(Stored data)

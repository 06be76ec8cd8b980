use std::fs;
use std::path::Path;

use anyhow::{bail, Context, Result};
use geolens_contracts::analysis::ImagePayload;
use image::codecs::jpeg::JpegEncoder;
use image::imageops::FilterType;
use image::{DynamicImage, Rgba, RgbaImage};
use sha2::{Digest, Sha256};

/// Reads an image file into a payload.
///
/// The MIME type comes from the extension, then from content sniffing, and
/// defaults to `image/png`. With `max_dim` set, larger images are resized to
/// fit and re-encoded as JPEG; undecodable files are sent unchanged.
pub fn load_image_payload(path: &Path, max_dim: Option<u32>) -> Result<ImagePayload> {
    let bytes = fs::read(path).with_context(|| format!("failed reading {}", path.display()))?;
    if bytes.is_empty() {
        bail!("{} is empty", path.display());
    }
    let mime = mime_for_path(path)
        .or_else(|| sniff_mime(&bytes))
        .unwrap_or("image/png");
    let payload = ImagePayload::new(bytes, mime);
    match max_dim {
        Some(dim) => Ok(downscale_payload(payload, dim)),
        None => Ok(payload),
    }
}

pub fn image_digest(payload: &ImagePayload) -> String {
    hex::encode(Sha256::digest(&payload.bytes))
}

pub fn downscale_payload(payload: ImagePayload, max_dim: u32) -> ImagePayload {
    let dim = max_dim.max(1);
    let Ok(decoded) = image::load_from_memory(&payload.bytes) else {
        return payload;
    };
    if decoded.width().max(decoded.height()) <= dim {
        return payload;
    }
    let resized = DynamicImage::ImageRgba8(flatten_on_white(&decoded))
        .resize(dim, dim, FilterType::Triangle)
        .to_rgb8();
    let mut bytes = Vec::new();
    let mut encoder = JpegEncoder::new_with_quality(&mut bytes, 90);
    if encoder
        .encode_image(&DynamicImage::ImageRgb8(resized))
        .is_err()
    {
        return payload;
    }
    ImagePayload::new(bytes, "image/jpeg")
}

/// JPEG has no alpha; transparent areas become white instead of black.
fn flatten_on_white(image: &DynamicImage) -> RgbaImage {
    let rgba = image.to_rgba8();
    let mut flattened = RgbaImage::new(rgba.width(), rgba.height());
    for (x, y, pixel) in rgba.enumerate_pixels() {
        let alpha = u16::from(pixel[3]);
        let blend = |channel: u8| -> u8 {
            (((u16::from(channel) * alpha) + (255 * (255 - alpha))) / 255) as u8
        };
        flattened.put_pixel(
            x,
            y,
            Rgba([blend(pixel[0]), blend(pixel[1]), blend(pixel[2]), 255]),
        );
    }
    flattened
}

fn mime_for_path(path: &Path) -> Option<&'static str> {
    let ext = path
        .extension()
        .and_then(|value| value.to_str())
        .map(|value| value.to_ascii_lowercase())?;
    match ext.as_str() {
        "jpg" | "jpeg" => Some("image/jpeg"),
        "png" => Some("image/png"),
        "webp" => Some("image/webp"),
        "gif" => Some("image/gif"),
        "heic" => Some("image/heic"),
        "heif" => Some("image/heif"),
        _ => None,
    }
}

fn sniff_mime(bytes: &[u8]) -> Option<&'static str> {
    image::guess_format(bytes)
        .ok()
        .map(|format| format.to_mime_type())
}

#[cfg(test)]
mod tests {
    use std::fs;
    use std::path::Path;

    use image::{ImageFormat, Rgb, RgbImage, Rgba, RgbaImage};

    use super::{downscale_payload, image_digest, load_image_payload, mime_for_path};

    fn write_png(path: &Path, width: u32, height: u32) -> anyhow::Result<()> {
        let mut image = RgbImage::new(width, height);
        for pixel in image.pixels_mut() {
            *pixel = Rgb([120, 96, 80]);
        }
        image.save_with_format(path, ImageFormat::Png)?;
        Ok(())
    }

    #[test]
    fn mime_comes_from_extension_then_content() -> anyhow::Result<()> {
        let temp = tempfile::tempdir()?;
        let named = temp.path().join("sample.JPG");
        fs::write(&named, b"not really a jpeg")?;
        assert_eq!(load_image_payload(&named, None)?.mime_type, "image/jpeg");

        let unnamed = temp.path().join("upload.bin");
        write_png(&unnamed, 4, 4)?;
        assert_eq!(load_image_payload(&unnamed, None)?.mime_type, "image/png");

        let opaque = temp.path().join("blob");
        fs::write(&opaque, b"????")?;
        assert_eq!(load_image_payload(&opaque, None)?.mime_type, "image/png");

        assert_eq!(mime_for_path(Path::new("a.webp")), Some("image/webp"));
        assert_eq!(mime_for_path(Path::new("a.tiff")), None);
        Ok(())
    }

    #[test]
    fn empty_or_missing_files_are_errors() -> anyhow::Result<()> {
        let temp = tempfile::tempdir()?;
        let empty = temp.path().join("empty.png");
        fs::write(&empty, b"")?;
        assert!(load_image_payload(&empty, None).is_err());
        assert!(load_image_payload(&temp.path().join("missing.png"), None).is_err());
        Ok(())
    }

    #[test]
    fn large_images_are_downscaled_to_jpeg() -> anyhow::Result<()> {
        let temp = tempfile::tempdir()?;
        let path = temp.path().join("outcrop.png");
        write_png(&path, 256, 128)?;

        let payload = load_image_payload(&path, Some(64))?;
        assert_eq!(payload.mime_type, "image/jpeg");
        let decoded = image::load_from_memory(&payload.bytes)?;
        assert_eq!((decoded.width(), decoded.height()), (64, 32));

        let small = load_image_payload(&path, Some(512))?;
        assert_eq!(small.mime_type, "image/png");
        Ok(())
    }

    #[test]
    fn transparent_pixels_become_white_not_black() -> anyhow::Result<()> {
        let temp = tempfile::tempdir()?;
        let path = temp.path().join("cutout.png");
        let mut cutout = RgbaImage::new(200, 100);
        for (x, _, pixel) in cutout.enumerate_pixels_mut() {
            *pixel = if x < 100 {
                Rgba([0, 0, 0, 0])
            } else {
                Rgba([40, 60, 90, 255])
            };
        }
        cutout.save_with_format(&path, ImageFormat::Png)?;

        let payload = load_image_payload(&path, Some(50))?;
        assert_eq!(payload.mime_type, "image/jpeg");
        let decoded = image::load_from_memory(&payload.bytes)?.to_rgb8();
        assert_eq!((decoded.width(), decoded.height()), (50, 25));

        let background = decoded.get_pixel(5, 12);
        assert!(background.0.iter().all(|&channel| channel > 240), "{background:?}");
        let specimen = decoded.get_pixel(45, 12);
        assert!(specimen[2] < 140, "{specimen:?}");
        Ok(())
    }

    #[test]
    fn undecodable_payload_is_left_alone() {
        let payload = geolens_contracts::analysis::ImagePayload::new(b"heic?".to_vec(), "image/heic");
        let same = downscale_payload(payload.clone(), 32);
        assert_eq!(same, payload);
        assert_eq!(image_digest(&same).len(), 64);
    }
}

TRY IT: Copy each line above containing the string "static".

THE ANSWER:
fn mime_for_path(path: &Path) -> Option<&'static str> {
fn sniff_mime(bytes: &[u8]) -> Option<&'static str> {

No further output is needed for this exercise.